(Dataset entries)
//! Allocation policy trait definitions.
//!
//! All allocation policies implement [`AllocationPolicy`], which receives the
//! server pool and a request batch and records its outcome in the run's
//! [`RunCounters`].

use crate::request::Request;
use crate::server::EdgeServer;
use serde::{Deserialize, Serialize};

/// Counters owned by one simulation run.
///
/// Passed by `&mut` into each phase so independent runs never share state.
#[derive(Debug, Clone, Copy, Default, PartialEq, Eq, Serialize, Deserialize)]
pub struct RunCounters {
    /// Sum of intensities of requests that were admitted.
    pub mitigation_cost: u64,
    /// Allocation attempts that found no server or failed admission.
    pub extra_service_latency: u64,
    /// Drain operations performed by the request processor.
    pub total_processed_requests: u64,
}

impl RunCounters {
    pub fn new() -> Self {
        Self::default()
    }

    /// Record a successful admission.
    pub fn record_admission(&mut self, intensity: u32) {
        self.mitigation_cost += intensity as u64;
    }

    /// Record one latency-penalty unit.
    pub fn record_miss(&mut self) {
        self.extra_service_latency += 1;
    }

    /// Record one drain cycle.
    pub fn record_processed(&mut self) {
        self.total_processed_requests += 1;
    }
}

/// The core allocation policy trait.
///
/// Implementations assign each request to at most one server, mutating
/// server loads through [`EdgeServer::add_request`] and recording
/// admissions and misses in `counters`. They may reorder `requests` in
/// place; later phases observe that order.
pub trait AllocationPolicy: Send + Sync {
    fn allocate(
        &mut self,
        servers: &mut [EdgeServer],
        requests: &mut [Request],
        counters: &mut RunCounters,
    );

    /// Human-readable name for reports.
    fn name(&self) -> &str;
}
==
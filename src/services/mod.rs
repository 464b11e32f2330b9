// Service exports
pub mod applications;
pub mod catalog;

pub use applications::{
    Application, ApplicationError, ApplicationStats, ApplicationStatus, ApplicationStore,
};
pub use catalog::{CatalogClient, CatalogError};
---
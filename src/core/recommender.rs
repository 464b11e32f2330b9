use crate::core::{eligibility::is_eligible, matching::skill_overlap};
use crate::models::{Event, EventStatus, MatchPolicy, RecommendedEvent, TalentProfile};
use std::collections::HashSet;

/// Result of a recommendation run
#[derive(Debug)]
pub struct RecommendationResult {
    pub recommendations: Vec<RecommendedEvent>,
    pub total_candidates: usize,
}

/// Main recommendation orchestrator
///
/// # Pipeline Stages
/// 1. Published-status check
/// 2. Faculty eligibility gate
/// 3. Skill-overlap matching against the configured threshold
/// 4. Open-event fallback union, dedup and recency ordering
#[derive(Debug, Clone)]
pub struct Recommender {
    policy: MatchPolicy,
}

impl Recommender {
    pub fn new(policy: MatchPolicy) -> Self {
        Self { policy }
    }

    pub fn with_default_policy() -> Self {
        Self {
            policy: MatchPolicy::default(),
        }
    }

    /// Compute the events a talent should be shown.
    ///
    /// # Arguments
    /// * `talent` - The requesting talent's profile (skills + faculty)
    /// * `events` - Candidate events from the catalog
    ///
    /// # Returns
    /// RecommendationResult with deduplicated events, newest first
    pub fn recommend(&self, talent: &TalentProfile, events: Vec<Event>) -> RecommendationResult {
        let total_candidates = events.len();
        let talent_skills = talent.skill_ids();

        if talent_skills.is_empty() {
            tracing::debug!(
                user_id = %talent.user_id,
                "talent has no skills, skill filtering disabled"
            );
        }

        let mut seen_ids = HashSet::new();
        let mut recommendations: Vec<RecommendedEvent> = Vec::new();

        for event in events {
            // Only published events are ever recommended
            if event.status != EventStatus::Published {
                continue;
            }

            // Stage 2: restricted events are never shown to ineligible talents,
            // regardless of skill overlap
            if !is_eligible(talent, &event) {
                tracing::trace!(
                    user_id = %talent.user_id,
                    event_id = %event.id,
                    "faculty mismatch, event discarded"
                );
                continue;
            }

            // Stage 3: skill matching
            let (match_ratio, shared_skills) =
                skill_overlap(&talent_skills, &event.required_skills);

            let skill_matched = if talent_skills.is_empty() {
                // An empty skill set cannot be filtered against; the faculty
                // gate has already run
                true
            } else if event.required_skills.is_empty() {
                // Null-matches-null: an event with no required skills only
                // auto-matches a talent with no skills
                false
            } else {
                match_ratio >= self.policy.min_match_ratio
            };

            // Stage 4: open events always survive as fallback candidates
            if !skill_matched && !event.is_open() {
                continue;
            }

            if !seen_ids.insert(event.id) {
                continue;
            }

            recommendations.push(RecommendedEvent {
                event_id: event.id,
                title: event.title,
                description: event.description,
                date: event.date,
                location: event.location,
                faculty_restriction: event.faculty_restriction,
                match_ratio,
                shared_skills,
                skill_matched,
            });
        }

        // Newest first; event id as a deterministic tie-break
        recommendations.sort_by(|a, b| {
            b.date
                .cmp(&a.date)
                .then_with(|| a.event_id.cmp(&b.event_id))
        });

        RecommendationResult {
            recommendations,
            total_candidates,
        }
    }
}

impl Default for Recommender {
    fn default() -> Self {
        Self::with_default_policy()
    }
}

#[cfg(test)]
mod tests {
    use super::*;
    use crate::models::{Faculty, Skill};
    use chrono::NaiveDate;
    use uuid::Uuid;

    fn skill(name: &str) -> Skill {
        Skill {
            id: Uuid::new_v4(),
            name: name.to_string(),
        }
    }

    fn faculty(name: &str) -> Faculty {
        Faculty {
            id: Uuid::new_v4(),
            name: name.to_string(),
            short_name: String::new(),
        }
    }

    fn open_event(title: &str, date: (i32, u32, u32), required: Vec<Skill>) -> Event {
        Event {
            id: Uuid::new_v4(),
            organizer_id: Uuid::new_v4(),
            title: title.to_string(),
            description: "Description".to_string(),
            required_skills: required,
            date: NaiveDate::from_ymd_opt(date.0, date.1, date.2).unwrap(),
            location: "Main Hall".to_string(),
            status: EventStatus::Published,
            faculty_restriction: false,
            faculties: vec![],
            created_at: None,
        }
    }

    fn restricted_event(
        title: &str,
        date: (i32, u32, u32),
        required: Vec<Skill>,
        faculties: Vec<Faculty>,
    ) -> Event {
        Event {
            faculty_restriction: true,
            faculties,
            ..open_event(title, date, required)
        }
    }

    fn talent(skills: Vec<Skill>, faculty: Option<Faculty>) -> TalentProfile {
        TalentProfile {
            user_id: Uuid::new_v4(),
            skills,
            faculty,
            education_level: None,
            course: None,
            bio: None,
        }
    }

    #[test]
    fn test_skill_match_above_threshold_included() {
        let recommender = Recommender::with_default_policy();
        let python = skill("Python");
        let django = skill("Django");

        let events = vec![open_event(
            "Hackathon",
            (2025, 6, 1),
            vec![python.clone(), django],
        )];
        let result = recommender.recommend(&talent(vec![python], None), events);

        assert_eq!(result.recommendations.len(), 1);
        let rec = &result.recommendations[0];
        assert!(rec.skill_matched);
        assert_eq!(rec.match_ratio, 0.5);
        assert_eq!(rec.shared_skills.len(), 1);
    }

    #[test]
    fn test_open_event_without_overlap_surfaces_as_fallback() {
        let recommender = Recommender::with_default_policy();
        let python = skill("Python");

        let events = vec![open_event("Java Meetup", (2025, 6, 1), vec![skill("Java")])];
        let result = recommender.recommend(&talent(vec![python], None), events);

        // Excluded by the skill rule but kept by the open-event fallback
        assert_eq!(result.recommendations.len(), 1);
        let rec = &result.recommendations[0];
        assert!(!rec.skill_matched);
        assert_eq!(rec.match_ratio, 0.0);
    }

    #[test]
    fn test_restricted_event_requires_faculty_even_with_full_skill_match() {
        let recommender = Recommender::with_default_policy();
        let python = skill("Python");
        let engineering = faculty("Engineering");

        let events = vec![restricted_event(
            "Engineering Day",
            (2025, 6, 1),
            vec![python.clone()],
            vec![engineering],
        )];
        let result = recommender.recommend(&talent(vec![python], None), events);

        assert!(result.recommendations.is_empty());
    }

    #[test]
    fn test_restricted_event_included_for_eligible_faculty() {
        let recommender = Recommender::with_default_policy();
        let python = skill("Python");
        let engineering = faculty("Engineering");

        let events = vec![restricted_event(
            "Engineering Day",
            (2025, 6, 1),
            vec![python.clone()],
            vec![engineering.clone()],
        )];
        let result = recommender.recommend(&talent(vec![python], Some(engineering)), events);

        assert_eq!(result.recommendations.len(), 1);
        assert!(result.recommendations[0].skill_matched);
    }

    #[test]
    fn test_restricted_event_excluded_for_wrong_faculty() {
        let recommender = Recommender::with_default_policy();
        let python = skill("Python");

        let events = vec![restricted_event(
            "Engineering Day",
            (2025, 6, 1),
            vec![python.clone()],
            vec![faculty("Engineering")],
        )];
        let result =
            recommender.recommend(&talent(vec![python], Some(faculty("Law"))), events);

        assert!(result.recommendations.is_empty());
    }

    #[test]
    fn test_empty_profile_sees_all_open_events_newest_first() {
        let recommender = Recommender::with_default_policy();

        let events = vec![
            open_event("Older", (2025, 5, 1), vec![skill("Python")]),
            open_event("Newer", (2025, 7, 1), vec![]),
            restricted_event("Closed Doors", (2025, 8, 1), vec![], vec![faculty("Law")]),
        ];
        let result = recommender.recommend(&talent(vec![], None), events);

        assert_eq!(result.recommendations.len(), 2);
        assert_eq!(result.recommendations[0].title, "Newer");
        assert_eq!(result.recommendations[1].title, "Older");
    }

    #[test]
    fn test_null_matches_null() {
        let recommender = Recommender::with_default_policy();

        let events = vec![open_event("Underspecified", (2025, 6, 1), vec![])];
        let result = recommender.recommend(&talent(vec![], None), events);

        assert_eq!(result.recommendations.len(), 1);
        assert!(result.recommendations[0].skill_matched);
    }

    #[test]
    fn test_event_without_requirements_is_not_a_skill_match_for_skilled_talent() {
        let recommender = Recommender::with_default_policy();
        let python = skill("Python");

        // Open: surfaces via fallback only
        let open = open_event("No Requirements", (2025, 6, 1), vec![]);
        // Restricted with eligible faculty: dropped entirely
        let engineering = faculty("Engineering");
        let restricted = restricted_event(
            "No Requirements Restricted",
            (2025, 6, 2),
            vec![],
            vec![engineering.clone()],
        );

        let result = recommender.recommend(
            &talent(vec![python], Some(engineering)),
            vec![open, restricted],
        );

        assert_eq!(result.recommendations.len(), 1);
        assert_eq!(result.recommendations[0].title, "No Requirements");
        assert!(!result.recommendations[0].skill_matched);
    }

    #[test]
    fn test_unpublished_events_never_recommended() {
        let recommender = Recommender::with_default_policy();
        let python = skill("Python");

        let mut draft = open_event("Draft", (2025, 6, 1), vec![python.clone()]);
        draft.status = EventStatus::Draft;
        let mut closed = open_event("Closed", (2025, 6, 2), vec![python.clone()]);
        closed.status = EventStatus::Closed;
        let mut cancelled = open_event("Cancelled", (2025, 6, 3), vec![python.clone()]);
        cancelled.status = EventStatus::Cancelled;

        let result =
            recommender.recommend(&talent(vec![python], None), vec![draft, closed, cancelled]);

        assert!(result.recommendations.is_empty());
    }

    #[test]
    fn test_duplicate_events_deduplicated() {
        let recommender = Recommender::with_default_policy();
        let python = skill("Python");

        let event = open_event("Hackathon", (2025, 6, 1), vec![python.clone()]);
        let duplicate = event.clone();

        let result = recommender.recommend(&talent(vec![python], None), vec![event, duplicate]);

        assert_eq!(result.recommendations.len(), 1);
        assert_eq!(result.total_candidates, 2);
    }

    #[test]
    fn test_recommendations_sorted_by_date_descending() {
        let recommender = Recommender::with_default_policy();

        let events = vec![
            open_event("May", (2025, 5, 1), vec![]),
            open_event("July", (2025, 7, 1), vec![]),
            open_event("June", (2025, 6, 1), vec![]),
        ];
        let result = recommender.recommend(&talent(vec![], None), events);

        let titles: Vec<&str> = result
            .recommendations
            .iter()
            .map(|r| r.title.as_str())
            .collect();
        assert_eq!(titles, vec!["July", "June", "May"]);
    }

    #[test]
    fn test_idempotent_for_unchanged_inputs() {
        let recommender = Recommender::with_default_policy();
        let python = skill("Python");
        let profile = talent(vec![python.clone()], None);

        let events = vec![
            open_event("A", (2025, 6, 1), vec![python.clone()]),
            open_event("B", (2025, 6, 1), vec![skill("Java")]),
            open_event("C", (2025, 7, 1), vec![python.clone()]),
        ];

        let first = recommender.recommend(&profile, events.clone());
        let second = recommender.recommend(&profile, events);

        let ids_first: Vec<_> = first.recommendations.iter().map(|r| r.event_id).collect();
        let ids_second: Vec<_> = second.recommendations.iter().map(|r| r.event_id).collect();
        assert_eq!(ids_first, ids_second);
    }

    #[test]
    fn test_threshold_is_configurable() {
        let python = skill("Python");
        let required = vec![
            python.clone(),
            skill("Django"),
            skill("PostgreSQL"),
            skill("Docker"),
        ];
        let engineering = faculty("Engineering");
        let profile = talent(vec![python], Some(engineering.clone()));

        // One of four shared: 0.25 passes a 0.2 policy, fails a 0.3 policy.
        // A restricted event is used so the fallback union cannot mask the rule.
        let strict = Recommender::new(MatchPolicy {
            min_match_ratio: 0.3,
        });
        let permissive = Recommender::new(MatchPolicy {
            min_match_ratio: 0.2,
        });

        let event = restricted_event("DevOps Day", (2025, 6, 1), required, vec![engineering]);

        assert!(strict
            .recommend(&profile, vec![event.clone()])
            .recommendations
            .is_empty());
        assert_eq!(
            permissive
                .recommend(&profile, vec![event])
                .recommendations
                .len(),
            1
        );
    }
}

WHAT NEEDS TO BE DONE: The lines above that hold the word "filename" are the ones to copy.

REPLY:
filename src/services/mod.rs
filename src/core/recommender.rs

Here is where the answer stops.